> EXTRACTED MATERIAL

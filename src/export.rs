//! CSV export of the stored vacancies, newest first.

use anyhow::Result;
use sqlx::SqlitePool;
use std::path::Path;

use crate::store;

const COLUMNS: [&str; 18] = [
    "id",
    "title",
    "profession",
    "specializations",
    "municipality",
    "region",
    "job_starts_at",
    "job_ends_at",
    "procured_amount",
    "procured_amount_currency",
    "scope_hours",
    "fill_rate",
    "dynamic_status",
    "unit_name",
    "orderer_name",
    "last_application_date",
    "created_at",
    "first_seen_at",
];

/// Render every stored vacancy as CSV bytes (header row included).
pub async fn csv_bytes(pool: &SqlitePool) -> Result<Vec<u8>> {
    let vacancies = store::list_vacancies(pool, i64::MAX, None).await?;

    let mut writer = csv::Writer::from_writer(Vec::new());
    writer.write_record(COLUMNS)?;

    for v in &vacancies {
        writer.write_record([
            v.id.as_str(),
            v.title.as_str(),
            v.profession.as_str(),
            v.specializations.as_str(),
            v.municipality.as_str(),
            v.region.as_str(),
            &v.job_starts_at.to_string(),
            &v.job_ends_at.to_string(),
            &v.procured_amount.to_string(),
            v.procured_amount_currency.as_str(),
            &v.scope_hours.to_string(),
            &v.fill_rate.to_string(),
            v.dynamic_status.as_str(),
            v.unit_name.as_str(),
            v.orderer_name.as_str(),
            &v.last_application_date.to_string(),
            &v.created_at.to_string(),
            &v.first_seen_at.to_string(),
        ])?;
    }

    let bytes = writer.into_inner()?;
    Ok(bytes)
}

/// Export as CSV to a file, or to stdout when `output` is `None`.
pub async fn run_export(pool: &SqlitePool, output: Option<&Path>) -> Result<()> {
    let bytes = csv_bytes(pool).await?;

    match output {
        Some(path) => {
            if let Some(parent) = path.parent() {
                std::fs::create_dir_all(parent)?;
            }
            std::fs::write(path, &bytes)?;
            eprintln!("Exported {} bytes to {}", bytes.len(), path.display());
        }
        None => {
            print!("{}", String::from_utf8_lossy(&bytes));
        }
    }

    Ok(())
}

> TASK PROMPT
Please copy the entire listing, leaving each line exactly as written.

> YOUR SOLUTION
filename src/export.rs
//! CSV export of the stored vacancies, newest first.

use anyhow::Result;
use sqlx::SqlitePool;
use std::path::Path;

use crate::store;

const COLUMNS: [&str; 18] = [
    "id",
    "title",
    "profession",
    "specializations",
    "municipality",
    "region",
    "job_starts_at",
    "job_ends_at",
    "procured_amount",
    "procured_amount_currency",
    "scope_hours",
    "fill_rate",
    "dynamic_status",
    "unit_name",
    "orderer_name",
    "last_application_date",
    "created_at",
    "first_seen_at",
];

/// Render every stored vacancy as CSV bytes (header row included).
pub async fn csv_bytes(pool: &SqlitePool) -> Result<Vec<u8>> {
    let vacancies = store::list_vacancies(pool, i64::MAX, None).await?;

    let mut writer = csv::Writer::from_writer(Vec::new());
    writer.write_record(COLUMNS)?;

    for v in &vacancies {
        writer.write_record([
            v.id.as_str(),
            v.title.as_str(),
            v.profession.as_str(),
            v.specializations.as_str(),
            v.municipality.as_str(),
            v.region.as_str(),
            &v.job_starts_at.to_string(),
            &v.job_ends_at.to_string(),
            &v.procured_amount.to_string(),
            v.procured_amount_currency.as_str(),
            &v.scope_hours.to_string(),
            &v.fill_rate.to_string(),
            v.dynamic_status.as_str(),
            v.unit_name.as_str(),
            v.orderer_name.as_str(),
            &v.last_application_date.to_string(),
            &v.created_at.to_string(),
            &v.first_seen_at.to_string(),
        ])?;
    }

    let bytes = writer.into_inner()?;
    Ok(bytes)
}

/// Export as CSV to a file, or to stdout when `output` is `None`.
pub async fn run_export(pool: &SqlitePool, output: Option<&Path>) -> Result<()> {
    let bytes = csv_bytes(pool).await?;

    match output {
        Some(path) => {
            if let Some(parent) = path.parent() {
                std::fs::create_dir_all(parent)?;
            }
            std::fs::write(path, &bytes)?;
            eprintln!("Exported {} bytes to {}", bytes.len(), path.display());
        }
        None => {
            print!("{}", String::from_utf8_lossy(&bytes));
        }
    }

    Ok(())
}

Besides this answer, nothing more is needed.